Provided data:
»»
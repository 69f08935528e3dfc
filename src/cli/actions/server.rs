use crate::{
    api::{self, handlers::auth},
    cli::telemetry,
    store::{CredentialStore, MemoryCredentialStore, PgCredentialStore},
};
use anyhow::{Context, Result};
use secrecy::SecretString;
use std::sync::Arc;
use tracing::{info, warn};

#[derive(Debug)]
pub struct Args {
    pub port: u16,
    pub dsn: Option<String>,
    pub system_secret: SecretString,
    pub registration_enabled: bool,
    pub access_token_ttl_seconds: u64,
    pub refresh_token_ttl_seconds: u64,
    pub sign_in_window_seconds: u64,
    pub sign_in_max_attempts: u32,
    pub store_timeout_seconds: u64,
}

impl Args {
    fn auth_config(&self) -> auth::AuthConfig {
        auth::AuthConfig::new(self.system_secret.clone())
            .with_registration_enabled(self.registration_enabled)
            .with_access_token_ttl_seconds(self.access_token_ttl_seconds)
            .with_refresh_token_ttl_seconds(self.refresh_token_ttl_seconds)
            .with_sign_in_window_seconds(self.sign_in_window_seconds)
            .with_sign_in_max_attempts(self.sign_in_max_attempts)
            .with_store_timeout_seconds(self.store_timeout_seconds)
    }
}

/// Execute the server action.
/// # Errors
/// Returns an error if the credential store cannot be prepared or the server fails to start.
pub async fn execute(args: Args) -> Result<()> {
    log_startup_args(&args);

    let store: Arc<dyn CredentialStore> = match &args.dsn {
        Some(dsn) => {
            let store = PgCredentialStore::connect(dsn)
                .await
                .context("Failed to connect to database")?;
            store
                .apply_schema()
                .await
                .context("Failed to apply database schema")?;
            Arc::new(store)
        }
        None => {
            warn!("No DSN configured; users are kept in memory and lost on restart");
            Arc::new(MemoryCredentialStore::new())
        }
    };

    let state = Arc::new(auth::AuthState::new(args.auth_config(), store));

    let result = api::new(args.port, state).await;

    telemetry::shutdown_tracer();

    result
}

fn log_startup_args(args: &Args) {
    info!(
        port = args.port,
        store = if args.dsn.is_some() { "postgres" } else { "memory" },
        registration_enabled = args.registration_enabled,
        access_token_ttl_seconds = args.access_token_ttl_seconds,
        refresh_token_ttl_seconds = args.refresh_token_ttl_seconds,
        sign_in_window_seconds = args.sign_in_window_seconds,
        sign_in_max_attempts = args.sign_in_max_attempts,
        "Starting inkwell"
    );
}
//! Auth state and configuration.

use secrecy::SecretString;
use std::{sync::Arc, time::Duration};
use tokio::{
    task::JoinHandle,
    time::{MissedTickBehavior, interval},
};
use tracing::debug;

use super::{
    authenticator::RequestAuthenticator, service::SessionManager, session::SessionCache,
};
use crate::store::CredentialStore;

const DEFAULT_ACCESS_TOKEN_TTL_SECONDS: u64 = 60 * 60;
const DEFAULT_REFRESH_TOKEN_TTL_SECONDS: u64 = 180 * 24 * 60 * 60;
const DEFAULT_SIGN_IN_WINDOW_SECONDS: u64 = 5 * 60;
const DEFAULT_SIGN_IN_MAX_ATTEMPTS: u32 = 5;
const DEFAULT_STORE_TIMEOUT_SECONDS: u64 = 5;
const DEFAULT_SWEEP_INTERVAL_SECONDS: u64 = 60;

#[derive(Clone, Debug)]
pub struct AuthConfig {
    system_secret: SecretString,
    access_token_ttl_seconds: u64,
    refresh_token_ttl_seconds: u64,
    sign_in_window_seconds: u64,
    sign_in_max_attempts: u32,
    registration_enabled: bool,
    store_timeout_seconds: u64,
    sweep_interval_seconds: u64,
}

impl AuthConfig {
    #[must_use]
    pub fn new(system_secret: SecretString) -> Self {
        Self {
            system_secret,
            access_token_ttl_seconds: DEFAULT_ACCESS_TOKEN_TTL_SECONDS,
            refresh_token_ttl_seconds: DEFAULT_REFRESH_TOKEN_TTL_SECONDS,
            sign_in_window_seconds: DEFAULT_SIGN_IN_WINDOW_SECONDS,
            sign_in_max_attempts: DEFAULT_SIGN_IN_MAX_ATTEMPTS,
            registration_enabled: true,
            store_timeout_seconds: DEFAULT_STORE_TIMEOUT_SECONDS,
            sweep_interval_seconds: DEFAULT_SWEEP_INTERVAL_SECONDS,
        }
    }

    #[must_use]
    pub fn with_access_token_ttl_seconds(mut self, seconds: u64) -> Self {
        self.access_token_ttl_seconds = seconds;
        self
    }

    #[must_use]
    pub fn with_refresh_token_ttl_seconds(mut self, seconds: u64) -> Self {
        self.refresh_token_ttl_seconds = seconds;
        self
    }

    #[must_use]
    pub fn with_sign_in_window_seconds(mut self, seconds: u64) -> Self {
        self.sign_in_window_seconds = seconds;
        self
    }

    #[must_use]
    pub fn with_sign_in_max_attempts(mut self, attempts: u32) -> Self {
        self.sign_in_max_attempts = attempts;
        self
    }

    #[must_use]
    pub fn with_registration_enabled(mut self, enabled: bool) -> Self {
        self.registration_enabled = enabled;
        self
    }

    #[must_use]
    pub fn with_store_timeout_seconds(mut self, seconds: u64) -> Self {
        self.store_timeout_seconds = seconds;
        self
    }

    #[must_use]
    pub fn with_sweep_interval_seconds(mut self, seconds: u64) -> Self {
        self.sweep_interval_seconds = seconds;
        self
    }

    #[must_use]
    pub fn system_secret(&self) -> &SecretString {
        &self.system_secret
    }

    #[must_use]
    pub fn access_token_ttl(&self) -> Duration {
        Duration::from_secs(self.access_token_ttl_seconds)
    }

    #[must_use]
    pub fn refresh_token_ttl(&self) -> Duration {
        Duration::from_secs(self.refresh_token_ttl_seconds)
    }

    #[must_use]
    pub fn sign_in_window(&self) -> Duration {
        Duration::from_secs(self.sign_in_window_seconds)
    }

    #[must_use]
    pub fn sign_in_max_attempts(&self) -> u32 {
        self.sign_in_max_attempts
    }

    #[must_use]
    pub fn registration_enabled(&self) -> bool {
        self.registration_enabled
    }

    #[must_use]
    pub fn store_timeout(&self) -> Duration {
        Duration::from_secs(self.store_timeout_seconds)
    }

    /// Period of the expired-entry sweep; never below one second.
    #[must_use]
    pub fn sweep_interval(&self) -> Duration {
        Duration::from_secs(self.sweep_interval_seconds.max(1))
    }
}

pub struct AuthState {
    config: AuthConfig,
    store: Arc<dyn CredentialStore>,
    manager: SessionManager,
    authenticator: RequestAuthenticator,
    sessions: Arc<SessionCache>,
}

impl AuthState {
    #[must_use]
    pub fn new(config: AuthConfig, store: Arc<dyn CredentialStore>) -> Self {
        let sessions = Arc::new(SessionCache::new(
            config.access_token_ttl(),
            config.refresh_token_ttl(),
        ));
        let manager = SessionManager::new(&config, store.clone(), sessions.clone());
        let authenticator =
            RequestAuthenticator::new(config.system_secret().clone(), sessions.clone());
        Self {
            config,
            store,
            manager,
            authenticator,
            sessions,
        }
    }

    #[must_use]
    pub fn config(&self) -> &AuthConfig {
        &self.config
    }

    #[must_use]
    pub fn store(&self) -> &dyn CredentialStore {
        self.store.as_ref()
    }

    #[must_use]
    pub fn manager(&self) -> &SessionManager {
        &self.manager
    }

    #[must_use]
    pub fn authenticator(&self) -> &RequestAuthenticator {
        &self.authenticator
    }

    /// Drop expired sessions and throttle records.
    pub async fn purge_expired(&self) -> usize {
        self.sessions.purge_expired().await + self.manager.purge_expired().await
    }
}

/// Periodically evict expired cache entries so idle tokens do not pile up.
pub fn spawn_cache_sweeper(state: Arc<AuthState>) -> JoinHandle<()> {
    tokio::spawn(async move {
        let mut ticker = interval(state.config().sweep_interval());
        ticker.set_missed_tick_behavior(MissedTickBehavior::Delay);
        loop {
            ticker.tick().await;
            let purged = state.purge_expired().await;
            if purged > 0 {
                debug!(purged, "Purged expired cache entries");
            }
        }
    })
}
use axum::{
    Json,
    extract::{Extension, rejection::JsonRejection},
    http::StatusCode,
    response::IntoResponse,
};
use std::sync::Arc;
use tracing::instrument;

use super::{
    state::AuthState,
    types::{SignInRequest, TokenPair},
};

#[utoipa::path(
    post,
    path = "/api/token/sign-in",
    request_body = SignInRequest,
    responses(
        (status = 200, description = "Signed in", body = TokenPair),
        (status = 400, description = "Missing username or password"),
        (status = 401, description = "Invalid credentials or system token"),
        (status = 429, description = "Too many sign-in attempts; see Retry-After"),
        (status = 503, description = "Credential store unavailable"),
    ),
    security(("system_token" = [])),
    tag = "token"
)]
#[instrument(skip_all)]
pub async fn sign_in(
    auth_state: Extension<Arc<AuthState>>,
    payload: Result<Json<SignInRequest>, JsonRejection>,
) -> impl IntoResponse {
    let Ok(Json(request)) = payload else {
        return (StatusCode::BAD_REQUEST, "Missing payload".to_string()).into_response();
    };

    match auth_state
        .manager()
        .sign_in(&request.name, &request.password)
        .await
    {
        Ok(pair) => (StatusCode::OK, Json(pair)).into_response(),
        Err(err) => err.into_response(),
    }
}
««
Exercise aim:
Show all lines above holding the word "Failed".

Task response:
                .context("Failed to connect to database")?;
                .context("Failed to apply database schema")?;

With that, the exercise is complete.